Supplied data:
********

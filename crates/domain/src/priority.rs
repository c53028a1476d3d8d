//! Message delivery priority.

use serde::{Deserialize, Serialize};

/// Delivery priority. Variant declaration order is the ordering: `Urgent` is
/// the greatest value so the priority queue's "highest first" dequeue is a
/// plain `Ord` comparison.
#[derive(Debug, Clone, Copy, PartialEq, Eq, PartialOrd, Ord, Hash, Serialize, Deserialize)]
#[serde(rename_all = "snake_case")]
pub enum Priority {
    /// Lowest priority tier.
    Low,
    /// Default priority tier.
    Normal,
    /// Elevated priority tier.
    High,
    /// Most urgent tier; always dequeued first.
    Urgent,
}

impl Default for Priority {
    fn default() -> Self {
        Self::Normal
    }
}

impl Priority {
    /// All tiers, lowest to highest, for lane indexing in the priority queue.
    pub const ALL: [Self; 4] = [Self::Low, Self::Normal, Self::High, Self::Urgent];

    /// Lane index (0 = lowest priority) for array-backed queue storage.
    #[must_use]
    pub const fn lane(self) -> usize {
        match self {
            Self::Low => 0,
            Self::Normal => 1,
            Self::High => 2,
            Self::Urgent => 3,
        }
    }
}

#[cfg(test)]
mod tests {
    use super::Priority;

    #[test]
    fn urgent_outranks_all_others() {
        assert!(Priority::Urgent > Priority::High);
        assert!(Priority::High > Priority::Normal);
        assert!(Priority::Normal > Priority::Low);
    }

    #[test]
    fn default_is_normal() {
        assert_eq!(Priority::default(), Priority::Normal);
    }
}
//! CLI command handlers.

pub mod config;
pub mod health;
pub mod info;
pub mod schedule;
pub mod schedule_batch;
pub mod self_check;
pub mod send;
pub mod support;
pub mod validate;

pub use config::{run_config_schema, run_config_show};
pub use health::run_health;
pub use info::run_info;
pub use schedule::run_schedule;
pub use schedule_batch::run_schedule_batch;
pub use self_check::run_self_check;
pub use send::run_send;
pub use validate::run_validate;
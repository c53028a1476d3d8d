//! Config loading helpers (file + env + explicit overrides).
//!
//! The loader is responsible for deterministic merge order and surfacing
//! user-facing errors as typed `ErrorEnvelope`s.
//!
//! Precedence (highest wins): explicit override > environment > file > defaults.
//! This differs from a file-less env-wins chain: an explicit override is
//! something the caller passed directly to a builder, so it must be able to
//! pin a value even when an operator's environment also sets it.

use crate::env::NotifyHubEnv;
use crate::schema::{NotifyHubConfig, ValidatedNotifyHubConfig};
use notifyhub_shared::{ErrorCode, ErrorEnvelope};
use serde::Deserialize;
use std::path::Path;

#[derive(Debug, Clone, Copy, PartialEq, Eq)]
enum ConfigFormat {
    Json,
    Toml,
}

fn detect_config_format(path: &Path) -> Result<ConfigFormat, ErrorEnvelope> {
    match path.extension().and_then(|ext| ext.to_str()) {
        Some("json") => Ok(ConfigFormat::Json),
        Some("toml") => Ok(ConfigFormat::Toml),
        other => Err(ErrorEnvelope::expected(
            ErrorCode::new("config", "unsupported_format"),
            format!("unsupported config file extension: {:?} (expected .json or .toml)", other.unwrap_or("<none>")),
        )
        .with_metadata("path", path.display().to_string())),
    }
}

fn read_config_file(path: &Path) -> Result<String, ErrorEnvelope> {
    std::fs::read_to_string(path).map_err(|error| {
        let code = match error.kind() {
            std::io::ErrorKind::NotFound => ErrorCode::new("config", "file_not_found"),
            std::io::ErrorKind::PermissionDenied => ErrorCode::new("config", "file_permission_denied"),
            _ => ErrorCode::new("config", "file_read_failed"),
        };
        ErrorEnvelope::expected(code, format!("failed to read config file {}: {error}", path.display()))
            .with_metadata("path", path.display().to_string())
    })
}

fn parse_config_unvalidated(input: &str, format: ConfigFormat) -> Result<NotifyHubConfig, ErrorEnvelope> {
    match format {
        ConfigFormat::Json => serde_json::from_str(input)
            .map_err(|error| ErrorEnvelope::expected(ErrorCode::new("config", "invalid_json"), format!("invalid config JSON: {error}"))),
        ConfigFormat::Toml => {
            toml::from_str(input).map_err(|error| ErrorEnvelope::expected(ErrorCode::new("config", "invalid_toml"), format!("invalid config TOML: {error}")))
        },
    }
}

/// Partial config supplied explicitly by a caller (e.g. functional-option
/// overrides passed to a builder). Every field is optional and only present
/// fields are applied; absent fields fall through to whatever the
/// file/env/default layers already produced.
#[derive(Debug, Clone, Default, Deserialize, PartialEq)]
#[serde(rename_all = "camelCase", deny_unknown_fields, default)]
pub struct NotifyHubConfigOverrides {
    /// Override for `queue.capacity`.
    pub queue_capacity: Option<u32>,
    /// Override for `workerPool.minWorkers`.
    pub worker_pool_min_workers: Option<u32>,
    /// Override for `workerPool.maxWorkers`.
    pub worker_pool_max_workers: Option<u32>,
    /// Override for `workerPool.targetLoad`.
    pub worker_pool_target_load: Option<f64>,
    /// Override for `callbackExecutor.executorWorkers`.
    pub callback_executor_workers: Option<u32>,
    /// Override for `callbackExecutor.queueCapacity`.
    pub callback_queue_capacity: Option<u32>,
    /// Override for `handleRegistry.capacity`.
    pub handle_registry_capacity: Option<u32>,
    /// Override for `loadBalancer`.
    pub load_balancer: Option<String>,
}

impl NotifyHubConfigOverrides {
    fn apply(&self, mut config: NotifyHubConfig) -> Result<NotifyHubConfig, ErrorEnvelope> {
        if let Some(value) = self.queue_capacity {
            config.queue.capacity = value;
        }
        if let Some(value) = self.worker_pool_min_workers {
            config.worker_pool.min_workers = value;
        }
        if let Some(value) = self.worker_pool_max_workers {
            config.worker_pool.max_workers = value;
        }
        if let Some(value) = self.worker_pool_target_load {
            config.worker_pool.target_load = value;
        }
        if let Some(value) = self.callback_executor_workers {
            config.callback_executor.executor_workers = value;
        }
        if let Some(value) = self.callback_queue_capacity {
            config.callback_executor.queue_capacity = value;
        }
        if let Some(value) = self.handle_registry_capacity {
            config.handle_registry.capacity = value;
        }
        if let Some(ref raw) = self.load_balancer {
            config.load_balancer = crate::schema::LoadBalancerKind::parse(raw).ok_or_else(|| {
                ErrorEnvelope::expected(ErrorCode::new("config", "invalid_override_value"), format!("invalid loadBalancer override: '{raw}'"))
            })?;
        }
        Ok(config)
    }
}

/// Load the NotifyHub config from sources using a deterministic precedence
/// order: explicit override > environment > file content > defaults.
///
/// # Errors
/// Returns an [`ErrorEnvelope`] if the file content is malformed, an
/// environment variable fails to parse, an override is invalid, or the
/// resulting config fails schema validation.
pub fn load_notifyhub_config_from_sources(
    config_file: Option<&str>,
    file_format: Option<ConfigFormatHint>,
    env: &NotifyHubEnv,
    overrides: Option<&NotifyHubConfigOverrides>,
) -> Result<ValidatedNotifyHubConfig, ErrorEnvelope> {
    let mut config = match config_file {
        None => NotifyHubConfig::default(),
        Some(input) => {
            let format = match file_format {
                Some(ConfigFormatHint::Json) => ConfigFormat::Json,
                Some(ConfigFormatHint::Toml) => ConfigFormat::Toml,
                None => ConfigFormat::Json,
            };
            parse_config_unvalidated(input, format)?
        },
    };

    config = env.apply(config);

    if let Some(overrides) = overrides {
        config = overrides.apply(config)?;
    }

    config.validate_and_normalize().map_err(Into::into)
}

/// Hint for which format a config string is in, when loading from an
/// in-memory string rather than a file path (whose extension disambiguates
/// this automatically).
#[derive(Debug, Clone, Copy, PartialEq, Eq)]
pub enum ConfigFormatHint {
    /// JSON-encoded config.
    Json,
    /// TOML-encoded config.
    Toml,
}

/// Load the NotifyHub config from a file path, the real process environment,
/// and an optional explicit override set.
///
/// # Errors
/// Returns an [`ErrorEnvelope`] if the file cannot be read or parsed, an
/// environment variable fails to parse, an override is invalid, or the
/// resulting config fails schema validation.
pub fn load_notifyhub_config_from_path(path: &Path, overrides: Option<&NotifyHubConfigOverrides>) -> Result<ValidatedNotifyHubConfig, ErrorEnvelope> {
    let format = detect_config_format(path)?;
    let content = read_config_file(path)?;
    let env = NotifyHubEnv::from_std_env()?;
    let hint = match format {
        ConfigFormat::Json => ConfigFormatHint::Json,
        ConfigFormat::Toml => ConfigFormatHint::Toml,
    };
    load_notifyhub_config_from_sources(Some(&content), Some(hint), &env, overrides)
}

/// Serialize a config to pretty-printed JSON.
///
/// # Errors
/// Returns an [`ErrorEnvelope`] if serialization fails.
pub fn to_pretty_json(config: &NotifyHubConfig) -> Result<String, ErrorEnvelope> {
    serde_json::to_string_pretty(config)
        .map_err(|error| ErrorEnvelope::expected(ErrorCode::new("config", "serialize_failed"), format!("failed to serialize config to JSON: {error}")))
}

/// Serialize a config to pretty-printed TOML.
///
/// # Errors
/// Returns an [`ErrorEnvelope`] if serialization fails.
pub fn to_pretty_toml(config: &NotifyHubConfig) -> Result<String, ErrorEnvelope> {
    toml::to_string_pretty(config)
        .map_err(|error| ErrorEnvelope::expected(ErrorCode::new("config", "serialize_failed"), format!("failed to serialize config to TOML: {error}")))
}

********

Repeat only the lines above, from the first line of the entries through the line that contains "use super::Priority;", including both ends.

Output:
filename crates/domain/src/priority.rs
repository c53028a1476d3d8d
//! Message delivery priority.

use serde::{Deserialize, Serialize};

/// Delivery priority. Variant declaration order is the ordering: `Urgent` is
/// the greatest value so the priority queue's "highest first" dequeue is a
/// plain `Ord` comparison.
#[derive(Debug, Clone, Copy, PartialEq, Eq, PartialOrd, Ord, Hash, Serialize, Deserialize)]
#[serde(rename_all = "snake_case")]
pub enum Priority {
    /// Lowest priority tier.
    Low,
    /// Default priority tier.
    Normal,
    /// Elevated priority tier.
    High,
    /// Most urgent tier; always dequeued first.
    Urgent,
}

impl Default for Priority {
    fn default() -> Self {
        Self::Normal
    }
}

impl Priority {
    /// All tiers, lowest to highest, for lane indexing in the priority queue.
    pub const ALL: [Self; 4] = [Self::Low, Self::Normal, Self::High, Self::Urgent];

    /// Lane index (0 = lowest priority) for array-backed queue storage.
    #[must_use]
    pub const fn lane(self) -> usize {
        match self {
            Self::Low => 0,
            Self::Normal => 1,
            Self::High => 2,
            Self::Urgent => 3,
        }
    }
}

#[cfg(test)]
mod tests {
    use super::Priority;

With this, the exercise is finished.